You do not name the “several substantive environmental and forest preservation organizations” you gift. My guess, based on long experience, is that those organizations promote forest holocaust. Look into them and see. The Sierra Club, Nature Conservancy, Wildlife Society, and many other so-called environmental organizations have engaged in substantive pro-holocaust lobbying. Those again are the plain facts.

Because of that lobbying the USFS has adopted Let It Burn policies that resulted in long and drawn out fires on the Los Padres NF, Sequoia NF, Mendocino NF, Shasta-Trinity NF, Six Rivers NF, Klamath NF, and Plumas NF this summer. Fires that could have been put out rapidly were allowed to flame and smoke all summer long. Smoke from those fires poured into the Salinas Valley, Napa Valley, Sacramento Valley, and San Joaquin Valley, all major winegrape growing regions.
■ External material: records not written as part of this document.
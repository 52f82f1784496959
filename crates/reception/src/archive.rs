use std::fs::File;
use std::io::{BufReader, Read};
use std::path::Path;

use anyhow::Context;
use pkgrecv_logging::{sanitize_for_log, sanitize_path};
use zip::ZipArchive;
use zip::result::ZipError;

use crate::models::{Manifest, PARAM_LOCAL_PATH, PARAM_ZIP_ENTRY};
use crate::{AppError, AppResult, ResultExt};

pub const MANIFEST_ENTRY: &str = "MANIFEST/manifest.json";
const MAX_MANIFEST_BYTES: u64 = 1024 * 1024;

/// Reads packages. Low-level container decoding lives behind this seam.
pub trait ArchiveDecoder: Send + Sync {
    /// Reads the manifest without extracting anything.
    fn manifest_only(&self, archive: &Path) -> AppResult<Manifest>;

    /// Extracts every non-ignored file entry under `working_root` and
    /// returns the manifest with `localPath` set on each extracted entry.
    fn extract_manifest(&self, archive: &Path, working_root: &Path) -> AppResult<Manifest>;
}

#[derive(Debug, Default, Clone, Copy)]
pub struct ZipArchiveDecoder;

fn open_archive(path: &Path) -> AppResult<ZipArchive<BufReader<File>>> {
    let file = File::open(path)
        .with_context(|| format!("open package: {}", path.display()))
        .with_code("archive_open_failed", "Failed to open package")
        .with_ctx("path", sanitize_path(path))?;
    ZipArchive::new(BufReader::new(file))
        .with_context(|| format!("read package directory: {}", path.display()))
        .with_code("archive_open_failed", "Package is not a readable archive")
        .with_ctx("path", sanitize_path(path))
}

fn read_manifest(archive: &mut ZipArchive<BufReader<File>>, path: &Path) -> AppResult<Manifest> {
    let entry = match archive.by_name(MANIFEST_ENTRY) {
        Ok(entry) => entry,
        Err(ZipError::FileNotFound) => {
            return Err(
                AppError::new("archive_manifest_missing", "Package has no manifest")
                    .with_context("path", sanitize_path(path)),
            );
        }
        Err(error) => {
            return Err(AppError::new(
                "archive_manifest_read_failed",
                "Failed to read package manifest",
            )
            .with_source(error)
            .with_context("path", sanitize_path(path)));
        }
    };

    let mut content = Vec::new();
    entry
        .take(MAX_MANIFEST_BYTES)
        .read_to_end(&mut content)
        .with_context(|| format!("read manifest: {}", path.display()))
        .with_code("archive_manifest_read_failed", "Failed to read package manifest")
        .with_ctx("path", sanitize_path(path))?;

    let mut manifest = serde_json::from_slice::<Manifest>(&content)
        .with_context(|| format!("parse manifest: {}", path.display()))
        .with_code("archive_manifest_parse_failed", "Package manifest is malformed")
        .with_ctx("path", sanitize_path(path))?;

    // local paths are assigned by extraction only, never by the sender
    for entry in manifest.entries.iter_mut() {
        if entry.remove_parameter(PARAM_LOCAL_PATH).is_some() {
            tracing::warn!(
                event = "manifest_local_path_discarded",
                archive = %sanitize_path(path),
            );
        }
    }
    Ok(manifest)
}

impl ArchiveDecoder for ZipArchiveDecoder {
    fn manifest_only(&self, archive: &Path) -> AppResult<Manifest> {
        let mut zip = open_archive(archive)?;
        read_manifest(&mut zip, archive)
    }

    fn extract_manifest(&self, archive: &Path, working_root: &Path) -> AppResult<Manifest> {
        let mut zip = open_archive(archive)?;
        let mut manifest = read_manifest(&mut zip, archive)?;
        std::fs::create_dir_all(working_root)
            .with_context(|| format!("create working root: {}", working_root.display()))
            .with_code("extract_dir_create_failed", "Failed to prepare extraction directory")
            .with_ctx("path", sanitize_path(working_root))?;

        for entry in manifest.entries.iter_mut() {
            if !entry.is_file() || entry.is_ignore() {
                continue;
            }
            let Some(zip_entry) = entry.parameter(PARAM_ZIP_ENTRY).map(str::to_string) else {
                continue;
            };

            let mut file = match zip.by_name(zip_entry.as_str()) {
                Ok(file) => file,
                Err(ZipError::FileNotFound) => {
                    // left without a local path; the existence check flags it
                    tracing::warn!(
                        event = "archive_entry_missing",
                        zip_entry = %sanitize_for_log(zip_entry.as_str()),
                    );
                    continue;
                }
                Err(error) => {
                    return Err(AppError::new(
                        "extract_entry_failed",
                        "Failed to extract package entry",
                    )
                    .with_source(error)
                    .with_context("zipEntry", sanitize_for_log(zip_entry.as_str())));
                }
            };

            let relative = file.enclosed_name().ok_or_else(|| {
                AppError::new(
                    "archive_path_traversal",
                    "Package entry points outside the extraction directory",
                )
                .with_context("zipEntry", sanitize_for_log(zip_entry.as_str()))
            })?;
            if file.is_dir() {
                continue;
            }

            let target = working_root.join(relative);
            if let Some(parent) = target.parent() {
                std::fs::create_dir_all(parent)
                    .with_context(|| format!("create entry directory: {}", parent.display()))
                    .with_code(
                        "extract_dir_create_failed",
                        "Failed to prepare extraction directory",
                    )
                    .with_ctx("path", sanitize_path(parent))?;
            }
            let mut output = File::create(&target)
                .with_context(|| format!("create extracted file: {}", target.display()))
                .with_code("extract_write_failed", "Failed to write extracted file")
                .with_ctx("path", sanitize_path(&target))?;
            std::io::copy(&mut file, &mut output)
                .with_context(|| format!("write extracted file: {}", target.display()))
                .with_code("extract_write_failed", "Failed to write extracted file")
                .with_ctx("path", sanitize_path(&target))?;

            entry.set_parameter(PARAM_LOCAL_PATH, target.to_string_lossy().to_string());
        }

        tracing::debug!(
            event = "archive_extracted",
            archive = %sanitize_path(archive),
            working_root = %sanitize_path(working_root),
            file_count = manifest.file_count(),
        );
        Ok(manifest)
    }
}

#[cfg(test)]
#[path = "../tests/reception/archive_tests.rs"]
mod tests;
Was the 2008 vintage impacted? We will not know until the wine is tasted. If even 10% of the 2008 vintage is tainted by “wet ashtray” aromatics, then major, billion dollar scale, losses will ensue. It may bother you to have me point that out, but I am only repeating what has been speculated on key winegrowing sites in California (and Australia).

If you want to call me a racist and a hater for pointing out obvious facts that have wide consensus, then go ahead. It only belittles you. The chickens are coming home to roost.
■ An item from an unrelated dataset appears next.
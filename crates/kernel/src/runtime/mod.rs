mod blocking;

pub use blocking::run_blocking;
PS — Your demands regarding my site are denied. Tough toenails.

7 Nov 2008, 3:43pm
by Bob Z.


Martha:

I am assuming that by “protecting our forests” you mean putting them off-limits to tax-paying American workers such as loggers, tree planters, and foresters. So they can then burn, as Mike states and explains.
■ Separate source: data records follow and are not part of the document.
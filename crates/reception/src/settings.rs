use std::fs;
use std::io::ErrorKind;
use std::path::{Path, PathBuf};

use pkgrecv_logging::sanitize_path;
use serde::{Deserialize, Serialize};

use crate::files::write_atomic;
use crate::{AppError, AppResult};

pub const PROGRESS_INTERVAL_MS_DEFAULT: u32 = 1_000;
pub const PROGRESS_INTERVAL_MS_MIN: u32 = 50;
pub const PROGRESS_INTERVAL_MS_MAX: u32 = 60_000;
pub const SPEED_WINDOW_DEFAULT: u32 = 5;
pub const SPEED_WINDOW_MIN: u32 = 1;
pub const SPEED_WINDOW_MAX: u32 = 50;
pub const MAX_RENAME_ATTEMPTS_DEFAULT: u32 = 200;
pub const MAX_RENAME_ATTEMPTS_MIN: u32 = 1;
pub const MAX_RENAME_ATTEMPTS_MAX: u32 = 10_000;
pub const TICKER_MAX_LEN_DEFAULT: u32 = 20;
pub const TICKER_MAX_LEN_MIN: u32 = 8;
pub const TICKER_MAX_LEN_MAX: u32 = 128;
pub const ORPHAN_MAX_AGE_HOURS_DEFAULT: u32 = 24;
pub const ORPHAN_MAX_AGE_HOURS_MIN: u32 = 1;
pub const ORPHAN_MAX_AGE_HOURS_MAX: u32 = 720;

const DEFAULT_DATA_DIR_NAME: &str = "pkgrecv";
const INCOMING_DIR_NAME: &str = "incoming";
const PACKAGE_DIR_NAME: &str = "packages";
const EXTRACT_DIR_NAME: &str = "extracted";

#[derive(Debug, Clone, PartialEq, Eq, Serialize, Deserialize)]
#[serde(rename_all = "camelCase", default)]
pub struct ReceptionSettings {
    /// Where in-flight downloads are written.
    pub incoming_dir: PathBuf,
    /// Where kept packages are saved.
    pub package_dir: PathBuf,
    /// Working root for package extraction.
    pub extract_root: PathBuf,
    pub progress_interval_ms: u32,
    pub speed_window: u32,
    pub max_rename_attempts: u32,
    pub ticker_max_len: u32,
    pub orphan_max_age_hours: u32,
}

impl Default for ReceptionSettings {
    fn default() -> Self {
        Self::with_data_dir(std::env::temp_dir().join(DEFAULT_DATA_DIR_NAME))
    }
}

#[derive(Debug, Clone, Default, PartialEq, Eq, Serialize, Deserialize)]
#[serde(rename_all = "camelCase")]
pub struct ReceptionSettingsUpdate {
    pub incoming_dir: Option<String>,
    pub package_dir: Option<String>,
    pub extract_root: Option<String>,
    pub progress_interval_ms: Option<u32>,
    pub speed_window: Option<u32>,
    pub max_rename_attempts: Option<u32>,
    pub ticker_max_len: Option<u32>,
    pub orphan_max_age_hours: Option<u32>,
}

fn patch_dir(target: &mut PathBuf, value: Option<&String>, field: &'static str) -> AppResult<()> {
    let Some(value) = value else {
        return Ok(());
    };
    let trimmed = value.trim();
    if trimmed.is_empty() {
        return Err(
            AppError::new("settings_dir_invalid", "Directory setting must not be empty")
                .with_context("field", field),
        );
    }
    *target = PathBuf::from(trimmed);
    Ok(())
}

impl ReceptionSettings {
    pub fn with_data_dir(data_dir: impl AsRef<Path>) -> Self {
        let data_dir = data_dir.as_ref();
        Self {
            incoming_dir: data_dir.join(INCOMING_DIR_NAME),
            package_dir: data_dir.join(PACKAGE_DIR_NAME),
            extract_root: data_dir.join(EXTRACT_DIR_NAME),
            progress_interval_ms: PROGRESS_INTERVAL_MS_DEFAULT,
            speed_window: SPEED_WINDOW_DEFAULT,
            max_rename_attempts: MAX_RENAME_ATTEMPTS_DEFAULT,
            ticker_max_len: TICKER_MAX_LEN_DEFAULT,
            orphan_max_age_hours: ORPHAN_MAX_AGE_HOURS_DEFAULT,
        }
    }

    pub fn normalized(mut self) -> Self {
        let defaults = Self::default();
        if self.incoming_dir.as_os_str().is_empty() {
            self.incoming_dir = defaults.incoming_dir;
        }
        if self.package_dir.as_os_str().is_empty() {
            self.package_dir = defaults.package_dir;
        }
        if self.extract_root.as_os_str().is_empty() {
            self.extract_root = defaults.extract_root;
        }
        self.progress_interval_ms = self
            .progress_interval_ms
            .clamp(PROGRESS_INTERVAL_MS_MIN, PROGRESS_INTERVAL_MS_MAX);
        self.speed_window = self.speed_window.clamp(SPEED_WINDOW_MIN, SPEED_WINDOW_MAX);
        self.max_rename_attempts = self
            .max_rename_attempts
            .clamp(MAX_RENAME_ATTEMPTS_MIN, MAX_RENAME_ATTEMPTS_MAX);
        self.ticker_max_len = self
            .ticker_max_len
            .clamp(TICKER_MAX_LEN_MIN, TICKER_MAX_LEN_MAX);
        self.orphan_max_age_hours = self
            .orphan_max_age_hours
            .clamp(ORPHAN_MAX_AGE_HOURS_MIN, ORPHAN_MAX_AGE_HOURS_MAX);
        self
    }

    /// Reads settings from `path`. A missing file yields the defaults.
    pub fn load(path: &Path) -> AppResult<Self> {
        let content = match fs::read_to_string(path) {
            Ok(value) => value,
            Err(error) if error.kind() == ErrorKind::NotFound => {
                tracing::info!(event = "settings_defaults_used", path = %sanitize_path(path));
                return Ok(Self::default());
            }
            Err(error) => {
                return Err(
                    AppError::new("settings_read_failed", "Failed to read reception settings")
                        .with_source(error)
                        .with_context("path", sanitize_path(path)),
                );
            }
        };

        let parsed = serde_json::from_str::<Self>(&content).map_err(|error| {
            AppError::new("settings_parse_failed", "Reception settings file is malformed")
                .with_source(error)
                .with_context("path", sanitize_path(path))
        })?;
        Ok(parsed.normalized())
    }

    pub fn save(&self, path: &Path) -> AppResult<()> {
        let serialized = serde_json::to_vec_pretty(self).map_err(|error| {
            AppError::new("settings_serialize_failed", "Failed to serialize reception settings")
                .with_source(error)
        })?;
        write_atomic(path, &serialized, "settings_write_failed")
    }

    /// Applies a partial update. Nothing changes when any field is rejected.
    pub fn apply_update(&mut self, update: &ReceptionSettingsUpdate) -> AppResult<()> {
        let mut next = self.clone();
        patch_dir(&mut next.incoming_dir, update.incoming_dir.as_ref(), "incomingDir")?;
        patch_dir(&mut next.package_dir, update.package_dir.as_ref(), "packageDir")?;
        patch_dir(&mut next.extract_root, update.extract_root.as_ref(), "extractRoot")?;
        if let Some(value) = update.progress_interval_ms {
            next.progress_interval_ms = value;
        }
        if let Some(value) = update.speed_window {
            next.speed_window = value;
        }
        if let Some(value) = update.max_rename_attempts {
            next.max_rename_attempts = value;
        }
        if let Some(value) = update.ticker_max_len {
            next.ticker_max_len = value;
        }
        if let Some(value) = update.orphan_max_age_hours {
            next.orphan_max_age_hours = value;
        }

        *self = next.normalized();
        Ok(())
    }

    pub fn ensure_dirs(&self) -> AppResult<()> {
        for dir in [&self.incoming_dir, &self.package_dir, &self.extract_root] {
            fs::create_dir_all(dir).map_err(|error| {
                AppError::new("settings_dir_create_failed", "Failed to create reception directory")
                    .with_source(error)
                    .with_context("path", sanitize_path(dir))
            })?;
        }
        Ok(())
    }
}

#[cfg(test)]
#[path = "../tests/reception/settings_tests.rs"]
mod tests;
If my assumption is correct, you would rather plow, plant, spray, irrigate, and fertilize your acreage with petroleum by-products so that you can make enough money to “contribute” to such forest “protection.”

I am also going to assume that you are part of a multi-billion industry that is more than a little dependent upon the near-servitude of illegal alien laborers from Mexico needed to harvest and process the crops of your pulverized “UNPROTECTED” soils, and also upon the misery of millions of families of alcoholics rife with the beatings, divorces, killings, and other atrocities that accompany dependency on your products. So you can make money and give a small portion to “environmental” organizations. What an environment you must live in!

Do you have middle class white grape pickers operating at family wage-supporting jobs? If not, who is the real racist? Do your grapes grow “naturally” and support native wildlife species’ habitat? If not, who is the real “environmentalist?”

Personally, Martha, unless I am way off on my assumptions, it is you that are the true racist and hypocrite and despoiler of the “natural” environment. Tell me I’m wrong. And why.

7 Nov 2008, 4:04pm
by Tallac


Martha B.,

Let’s try to stay on topic.

Just for a moment, forget about racism, politics and environmental policy.

You’re the expert, so I’ll ask again:

Which vineyards got “smoked,” and which wines should we avoid?

14 Nov 2008, 4:56pm
by YPmule


I believe Martha is part of a large group of Americans that think they are doing the right thing by contributing to “environmental” groups to “save our forests” - its unfortunate that the propaganda has worked so well. Until folks can be educated as to what is happening to our forests, they will continue to blindly follow the wrong path. Martha, I live in a forest, I’ve seen what locking up the forest does - and what happens when they LET IT BURN. It’s ugly and not natural and millions of people have to breathe the smoke (not to mention all that horrid CO2 going into the air.) Let us stay focused on the damage from wildfires - to our health, our water, our food and our wine. Let us work together to educate people and bring a change to forest policies that are harming, not helping, our environment.